もうそろそろ鎧武も終わりですねー
織斑の暴走の翌日、僕は束と共にヘルヘイムの森へ来ていた。束の用意したロボットアームだが……見事に成功。あらかじめ用意してくれていたカプセルに果実を入れて帰ろうと思った矢先、ちょっとまずいことになった……
「まさか野良インベス……しかもあんなでかいのがいるとはなぁ」
見た目は、前に戦ったライオンインベスに似ているだろうか? だけど人型じゃなくて四足歩行だ。
しかも周りに初級インベスがたくさんいるし……うかつに手を出すとこっちが危険になるんだけど…………どうする? 束もいるし、できれば穏便に済ませたいところだけど。

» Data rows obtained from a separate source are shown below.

use crate::error::StoreError;
use crate::resource::{
    ConnectionDetails, Manifest, ObjectMeta, ProviderConfig, ProviderConfigUsage, Secret, SecretReference,
    TestCase, TestCaseStatus,
};
use async_trait::async_trait;
use chrono::Utc;
use indexmap::{IndexMap, IndexSet};
use std::fs::{self, File};
use std::path::Path;
use std::sync::Arc;
use tokio::sync::RwLock;

#[async_trait]
pub trait ResourceStore: Send + Sync {
    async fn list_test_cases(&self) -> Result<Vec<TestCase>, StoreError>;

    async fn get_test_case(&self, name: &str) -> Result<Option<TestCase>, StoreError>;

    async fn get_provider_config(&self, name: &str) -> Result<Option<ProviderConfig>, StoreError>;

    async fn get_secret(&self, namespace: &str, name: &str) -> Result<Option<Secret>, StoreError>;

    /// Record that a resource uses a provider config.
    async fn track_usage(&self, usage: ProviderConfigUsage) -> Result<(), StoreError>;

    /// Replace the status of a test case.
    async fn update_status(&self, name: &str, status: TestCaseStatus) -> Result<(), StoreError>;

    /// Replace the finalizers of a test case. Once a deleted test case has no finalizers left,
    /// it is removed from the store.
    async fn update_finalizers(&self, name: &str, finalizers: Vec<String>)
        -> Result<(), StoreError>;

    async fn publish_connection_details(
        &self,
        target: &SecretReference,
        details: &ConnectionDetails,
    ) -> Result<(), StoreError>;

    async fn unpublish_connection_details(&self, target: &SecretReference)
        -> Result<(), StoreError>;
}

#[async_trait]
impl<S: ResourceStore + ?Sized> ResourceStore for Arc<S> {
    async fn list_test_cases(&self) -> Result<Vec<TestCase>, StoreError> {
        (**self).list_test_cases().await
    }

    async fn get_test_case(&self, name: &str) -> Result<Option<TestCase>, StoreError> {
        (**self).get_test_case(name).await
    }

    async fn get_provider_config(&self, name: &str) -> Result<Option<ProviderConfig>, StoreError> {
        (**self).get_provider_config(name).await
    }

    async fn get_secret(&self, namespace: &str, name: &str) -> Result<Option<Secret>, StoreError> {
        (**self).get_secret(namespace, name).await
    }

    async fn track_usage(&self, usage: ProviderConfigUsage) -> Result<(), StoreError> {
        (**self).track_usage(usage).await
    }

    async fn update_status(&self, name: &str, status: TestCaseStatus) -> Result<(), StoreError> {
        (**self).update_status(name, status).await
    }

    async fn update_finalizers(
        &self,
        name: &str,
        finalizers: Vec<String>,
    ) -> Result<(), StoreError> {
        (**self).update_finalizers(name, finalizers).await
    }

    async fn publish_connection_details(
        &self,
        target: &SecretReference,
        details: &ConnectionDetails,
    ) -> Result<(), StoreError> {
        (**self).publish_connection_details(target, details).await
    }

    async fn unpublish_connection_details(
        &self,
        target: &SecretReference,
    ) -> Result<(), StoreError> {
        (**self).unpublish_connection_details(target).await
    }
}

#[derive(Debug, Default)]
struct State {
    test_cases: IndexMap<String, TestCase>,
    provider_configs: IndexMap<String, ProviderConfig>,
    secrets: IndexMap<(String, String), Secret>,
    usages: IndexSet<ProviderConfigUsage>,
}

impl State {
    /// Returns `true` if a test case was added or its spec changed.
    fn apply(&mut self, manifest: Manifest) -> bool {
        match manifest {
            Manifest::TestCase(mut tc) => {
                let changed;
                if let Some(existing) = self.test_cases.get(&tc.metadata.name) {
                    // spec comes from the manifest, everything the operator owns is kept
                    tc.status = existing.status.clone();
                    tc.metadata.finalizers = existing.metadata.finalizers.clone();
                    tc.metadata.creation_timestamp = existing.metadata.creation_timestamp;
                    tc.metadata.deletion_timestamp = tc
                        .metadata
                        .deletion_timestamp
                        .or(existing.metadata.deletion_timestamp);
                    changed = existing.spec != tc.spec;
                    tc.metadata.generation = if changed {
                        existing.metadata.generation + 1
                    } else {
                        existing.metadata.generation
                    };
                } else {
                    changed = true;
                    tc.metadata.creation_timestamp.get_or_insert_with(Utc::now);
                    tc.metadata.generation = tc.metadata.generation.max(1);
                }
                self.test_cases.insert(tc.metadata.name.clone(), tc);
                changed
            }
            Manifest::ProviderConfig(pc) => {
                self.provider_configs.insert(pc.metadata.name.clone(), pc);
                false
            }
            Manifest::Secret(secret) => {
                let key = (secret.namespace().to_string(), secret.metadata.name.clone());
                self.secrets.insert(key, secret);
                false
            }
        }
    }

    fn delete_test_case(&mut self, name: &str) -> bool {
        let remove = match self.test_cases.get_mut(name) {
            Some(tc) if tc.metadata.finalizers.is_empty() => true,
            Some(tc) => {
                tc.metadata.deletion_timestamp.get_or_insert_with(Utc::now);
                false
            }
            None => return false,
        };
        if remove {
            self.test_cases.shift_remove(name);
        }
        true
    }
}

#[derive(Clone, Debug, Default)]
pub struct MemoryStore {
    state: Arc<RwLock<State>>,
}

impl MemoryStore {
    pub fn new() -> Self {
        Self::default()
    }

    pub async fn apply(&self, manifest: Manifest) {
        self.state.write().await.apply(manifest);
    }

    /// Request deletion of a test case.
    ///
    /// Test cases without finalizers are removed immediately, others are marked as deleted.
    pub async fn delete_test_case(&self, name: &str) -> bool {
        self.state.write().await.delete_test_case(name)
    }

    pub async fn usages(&self) -> Vec<ProviderConfigUsage> {
        self.state.read().await.usages.iter().cloned().collect()
    }

    /// Synchronize with a directory of manifests, returning the names of changed test cases.
    ///
    /// Test cases which no longer have a manifest get deleted. Provider configs and secrets are
    /// replaced with the content of the directory.
    pub async fn sync_dir<P: AsRef<Path>>(&self, path: P) -> anyhow::Result<Vec<String>> {
        let path = path.as_ref().to_path_buf();
        let manifests = tokio::task::spawn_blocking(move || load_dir(path)).await??;

        let names: IndexSet<String> = manifests
            .iter()
            .filter_map(|m| match m {
                Manifest::TestCase(tc) => Some(tc.metadata.name.clone()),
                _ => None,
            })
            .collect();

        let mut state = self.state.write().await;
        state.provider_configs.clear();
        state
            .secrets
            .retain(|_, secret| secret.metadata.annotations.contains_key(OWNER_ANNOTATION));

        let mut changed = Vec::new();
        for manifest in manifests {
            let name = match &manifest {
                Manifest::TestCase(tc) => Some(tc.metadata.name.clone()),
                _ => None,
            };
            if state.apply(manifest) {
                changed.extend(name);
            }
        }

        let removed: Vec<String> = state
            .test_cases
            .iter()
            .filter(|(name, tc)| !names.contains(*name) && !tc.is_deleted())
            .map(|(name, _)| name.clone())
            .collect();
        for name in removed {
            log::info!("Test case manifest removed: {name}");
            state.delete_test_case(&name);
            changed.push(name);
        }

        Ok(changed)
    }
}

const OWNER_ANNOTATION: &str = "stormforge.io/connection-secret";

#[async_trait]
impl ResourceStore for MemoryStore {
    async fn list_test_cases(&self) -> Result<Vec<TestCase>, StoreError> {
        Ok(self.state.read().await.test_cases.values().cloned().collect())
    }

    async fn get_test_case(&self, name: &str) -> Result<Option<TestCase>, StoreError> {
        Ok(self.state.read().await.test_cases.get(name).cloned())
    }

    async fn get_provider_config(&self, name: &str) -> Result<Option<ProviderConfig>, StoreError> {
        Ok(self.state.read().await.provider_configs.get(name).cloned())
    }

    async fn get_secret(&self, namespace: &str, name: &str) -> Result<Option<Secret>, StoreError> {
        Ok(self
            .state
            .read()
            .await
            .secrets
            .get(&(namespace.to_string(), name.to_string()))
            .cloned())
    }

    async fn track_usage(&self, usage: ProviderConfigUsage) -> Result<(), StoreError> {
        self.state.write().await.usages.insert(usage);
        Ok(())
    }

    async fn update_status(&self, name: &str, status: TestCaseStatus) -> Result<(), StoreError> {
        let mut state = self.state.write().await;
        let tc = state
            .test_cases
            .get_mut(name)
            .ok_or_else(|| StoreError::NotFound {
                kind: "TestCase",
                name: name.to_string(),
            })?;
        if tc.status != status {
            log::debug!("Status of {name}: {status:?}");
        }
        tc.status = status;
        Ok(())
    }

    async fn update_finalizers(
        &self,
        name: &str,
        finalizers: Vec<String>,
    ) -> Result<(), StoreError> {
        let mut state = self.state.write().await;
        let tc = state
            .test_cases
            .get_mut(name)
            .ok_or_else(|| StoreError::NotFound {
                kind: "TestCase",
                name: name.to_string(),
            })?;
        tc.metadata.finalizers = finalizers;
        if tc.is_deleted() && tc.metadata.finalizers.is_empty() {
            log::info!("Test case {name} released");
            state.test_cases.shift_remove(name);
            state.usages.retain(|u| u.resource != name);
        }
        Ok(())
    }

    async fn publish_connection_details(
        &self,
        target: &SecretReference,
        details: &ConnectionDetails,
    ) -> Result<(), StoreError> {
        let mut secret = Secret {
            metadata: ObjectMeta {
                namespace: Some(target.namespace.clone()),
                ..ObjectMeta::new(target.name.clone())
            },
            data: details
                .iter()
                .map(|(k, v)| (k.clone(), base64::encode(v)))
                .collect(),
        };
        secret
            .metadata
            .annotations
            .insert(OWNER_ANNOTATION.to_string(), "true".to_string());

        self.state
            .write()
            .await
            .secrets
            .insert((target.namespace.clone(), target.name.clone()), secret);
        Ok(())
    }

    async fn unpublish_connection_details(
        &self,
        target: &SecretReference,
    ) -> Result<(), StoreError> {
        self.state
            .write()
            .await
            .secrets
            .shift_remove(&(target.namespace.clone(), target.name.clone()));
        Ok(())
    }
}

pub fn load<P: AsRef<Path>>(path: P) -> anyhow::Result<Manifest> {
    Ok(serde_yaml::from_reader(File::open(path)?)?)
}

/// Load all `.yaml`/`.yml` manifests of a directory, in file name order.
pub fn load_dir<P: AsRef<Path>>(path: P) -> anyhow::Result<Vec<Manifest>> {
    let mut paths = fs::read_dir(path)?
        .map(|entry| entry.map(|e| e.path()))
        .collect::<Result<Vec<_>, _>>()?;
    paths.retain(|p| {
        p.is_file()
            && matches!(
                p.extension().and_then(|e| e.to_str()),
                Some("yaml") | Some("yml")
            )
    });
    paths.sort();

    paths
        .into_iter()
        .map(|p| {
            load(&p).map_err(|err| err.context(format!("failed to load {}", p.display())))
        })
        .collect()
}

「……大丈夫、私も色々と持ってきているから何とかなるよ。それに最近はまたクラックが開くことも増えたんでしょ?」
「確かに……こんなのが向こうに出てきたらヤバいな。座標も市街地だし」
仕方がない……最初からジンバーでいくか。
「ホオズキエナジーは試作品だから、ブラッドオレンジ以外だと相性が悪いから気を付けて!」
「オーケー……変身!」
【ミックス! ジンバーホオズキ! ハハーッ!】
変身の音を聞いて、インベスたちがこちらへ向く。さすがにあのでかいのはちょっと厳しい……せめて周りのインベスがいなければなぁ……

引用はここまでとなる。